Education and awareness within local communities are equally important. When mining deaths are seen as inevitable or as the price of survival, resistance weakens. Highlighting alternative livelihoods, sharing information about health and safety, and involving communities in monitoring can slowly shift attitudes. Social disapproval can be a powerful force. When illegal mining brings shame rather than acceptance, participation declines.
Ultimately, the question is not whether rat hole mining can be stopped, but whether there is sufficient collective will to stop it. The knowledge of its dangers is widespread. The legal ban exists. The repeated tragedies provide undeniable evidence. What remains lacking is moral urgency translated into consistent action. Distressing regularity should not become destiny.
Illegal mining must become operationally prohibitive through strict enforcement, technological oversight, and accountability that reaches beyond the lowest rung.
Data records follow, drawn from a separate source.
use clap::{Args, Parser, Subcommand, ValueEnum};
use clap_complete::Shell;
use serde::{Deserialize, Serialize};

#[derive(Parser)]
#[command(name = "focuslog")]
#[command(about = "Track focus sessions and total them by day, week, month, year and item")]
#[command(long_about = "focuslog - a focus-session timer

One session runs at a time. Sessions can be paused and resumed; totals are
computed over calendar windows in local time and per work item. Every change
is written to a local cache and, when an owner and remote store are
configured, synced to the remote store through an offline outbox.

QUICK START:
  focuslog start docs-42 --label \"Write docs\"   Start timing an item
  focuslog pause / focuslog resume               Take a break
  focuslog stop                                  Finish the session
  focuslog totals                                Today, week, month and year

OUTPUT FORMATS:
  --output pretty    Human-readable colored output (default)
  --output json      Machine-readable JSON for scripting")]
#[command(version, propagate_version = true)]
pub struct Cli {
    /// Output format for command results
    ///
    /// Defaults to `general.default_output` from the config file.
    #[arg(short, long, value_enum, global = true)]
    pub output: Option<OutputFormat>,

    #[command(subcommand)]
    pub command: Commands,
}

/// Output format for command results.
#[derive(ValueEnum, Clone, Copy, Debug, Default, PartialEq, Eq, Serialize, Deserialize)]
#[serde(rename_all = "lowercase")]
pub enum OutputFormat {
    /// Human-readable colored output.
    #[default]
    Pretty,
    /// Machine-readable JSON output.
    Json,
}

#[derive(Subcommand)]
pub enum Commands {
    /// Start a focus session
    ///
    /// Any active session is ended first.
    ///
    /// # Examples
    ///
    ///   focuslog start docs-42
    ///   focuslog start docs-42 --label "Write docs"
    #[command(alias = "s")]
    Start {
        /// Work-item reference
        item: String,

        /// Display label (defaults to the item reference)
        #[arg(long, short = 'l')]
        label: Option<String>,
    },

    /// Pause the running session
    Pause,

    /// Resume the paused session
    Resume,

    /// End the active session
    #[command(alias = "end")]
    Stop,

    /// Show the active session
    Status {
        /// Keep redrawing the elapsed time until interrupted
        #[arg(long, short = 'w')]
        watch: bool,
    },

    /// Show focus totals for today, this week, this month and this year
    #[command(alias = "t")]
    Totals,

    /// Show all-time focus on one work item
    Item {
        /// Work-item reference
        item_ref: String,
    },

    /// Generate a focus report
    ///
    /// Summary of focus time per item and per day.
    Report {
        /// Calendar window (today, week, month, year)
        #[arg(default_value = "week")]
        period: String,
    },

    /// Manage the sync outbox
    Sync(SyncArgs),

    /// Generate shell completions
    ///
    /// # Examples
    ///
    ///   focuslog completions bash > ~/.local/share/bash-completion/completions/focuslog
    ///   focuslog completions zsh > ~/.zfunc/_focuslog
    Completions {
        /// Target shell
        #[arg(value_enum)]
        shell: Shell,
    },
}

/// Arguments for the sync outbox.
#[derive(Args)]
pub struct SyncArgs {
    #[command(subcommand)]
    pub command: SyncCommands,
}

/// Sync outbox subcommands.
#[derive(Subcommand)]
pub enum SyncCommands {
    /// Show outbox status
    ///
    /// Displays pending, completed, and failed writes.
    Status,

    /// Replay pending writes against the remote store
    ///
    /// Writes go out in enqueue order; the run stops at the first failure.
    Run {
        /// Dry run - show what would be sent
        #[arg(long)]
        dry_run: bool,

        /// Maximum writes to replay
        #[arg(long, short = 'n', default_value = "100")]
        limit: usize,
    },

    /// List outbox entries
    List {
        /// Filter by status (pending, completed, failed)
        #[arg(long, short = 's')]
        status: Option<String>,

        /// Maximum entries to show
        #[arg(long, short = 'n', default_value = "20")]
        limit: usize,
    },

    /// Re-queue dead-lettered writes
    ///
    /// Only writes that reached `sync.max_attempts` are dead-lettered.
    Retry {
        /// Retry all failed writes
        #[arg(long)]
        all: bool,

        /// Specific outbox ID to retry
        id: Option<i64>,
    },

    /// Clear writes from the outbox
    ///
    /// Removes completed writes, or everything with --all.
    Clear {
        /// Clear all writes, including pending ones
        #[arg(long)]
        all: bool,

        /// Maximum age in hours for cleanup
        #[arg(long, default_value = "24")]
        older_than: i64,

        /// Skip confirmation
        #[arg(long, short = 'f')]
        force: bool,
    },

    /// Fetch sessions from the remote store into the local cache
    Pull,
}

#[cfg(test)]
mod tests {
    use super::*;

    #[test]
    fn test_cli_start() {
        let cli = Cli::try_parse_from(["focuslog", "start", "docs-42"]).unwrap();
        if let Commands::Start { item, label } = cli.command {
            assert_eq!(item, "docs-42");
            assert!(label.is_none());
        } else {
            panic!("Expected Start command");
        }
    }

    #[test]
    fn test_cli_start_with_label() {
        let cli =
            Cli::try_parse_from(["focuslog", "s", "docs-42", "--label", "Write docs"]).unwrap();
        if let Commands::Start { label, .. } = cli.command {
            assert_eq!(label, Some("Write docs".to_string()));
        } else {
            panic!("Expected Start command");
        }
    }

    #[test]
    fn test_cli_start_requires_item() {
        assert!(Cli::try_parse_from(["focuslog", "start"]).is_err());
    }

    #[test]
    fn test_cli_stop_alias() {
        let cli = Cli::try_parse_from(["focuslog", "end"]).unwrap();
        assert!(matches!(cli.command, Commands::Stop));
    }

    #[test]
    fn test_cli_status_watch() {
        let cli = Cli::try_parse_from(["focuslog", "status", "-w"]).unwrap();
        assert!(matches!(cli.command, Commands::Status { watch: true }));
    }

    #[test]
    fn test_cli_report_default_period() {
        let cli = Cli::try_parse_from(["focuslog", "report"]).unwrap();
        if let Commands::Report { period } = cli.command {
            assert_eq!(period, "week");
        } else {
            panic!("Expected Report command");
        }
    }

    #[test]
    fn test_cli_output_format_default() {
        let cli = Cli::try_parse_from(["focuslog", "totals"]).unwrap();
        assert!(cli.output.is_none());
    }

    #[test]
    fn test_cli_output_format_json() {
        let cli = Cli::try_parse_from(["focuslog", "--output", "json", "totals"]).unwrap();
        assert_eq!(cli.output, Some(OutputFormat::Json));
    }

    #[test]
    fn test_cli_output_format_global() {
        let cli = Cli::try_parse_from(["focuslog", "sync", "status", "-o", "json"]).unwrap();
        assert_eq!(cli.output, Some(OutputFormat::Json));
    }

    #[test]
    fn test_cli_sync_run() {
        let cli = Cli::try_parse_from(["focuslog", "sync", "run", "--dry-run"]).unwrap();
        if let Commands::Sync(args) = cli.command {
            assert!(matches!(
                args.command,
                SyncCommands::Run {
                    dry_run: true,
                    limit: 100
                }
            ));
        } else {
            panic!("Expected Sync command");
        }
    }

    #[test]
    fn test_cli_sync_retry_id() {
        let cli = Cli::try_parse_from(["focuslog", "sync", "retry", "7"]).unwrap();
        if let Commands::Sync(args) = cli.command {
            assert!(matches!(
                args.command,
                SyncCommands::Retry {
                    all: false,
                    id: Some(7)
                }
            ));
        } else {
            panic!("Expected Sync command");
        }
    }

    #[test]
    fn test_cli_completions() {
        let cli = Cli::try_parse_from(["focuslog", "completions", "zsh"]).unwrap();
        assert!(matches!(
            cli.command,
            Commands::Completions { shell: Shell::Zsh }
        ));
    }

    #[test]
    fn test_output_format_default() {
        assert!(matches!(OutputFormat::default(), OutputFormat::Pretty));
    }
}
It must become socially expensive through public scrutiny, ethical consumer behaviour, and community engagement. And it must be replaced by economic alternatives that do not force people to choose between starvation and suffocation.
Meghalaya’s rat hole mines are not just holes in the ground. They are holes in governance, empathy, and justice. Filling them requires more than condolences after each death. It requires a decision to value human life above cheap coal, and to act on that decision every day, not just when tragedy briefly captures attention. Until that happens, the regularity of distress will continue, and with it, the quiet acceptance of a crime that should never have been allowed to become normal.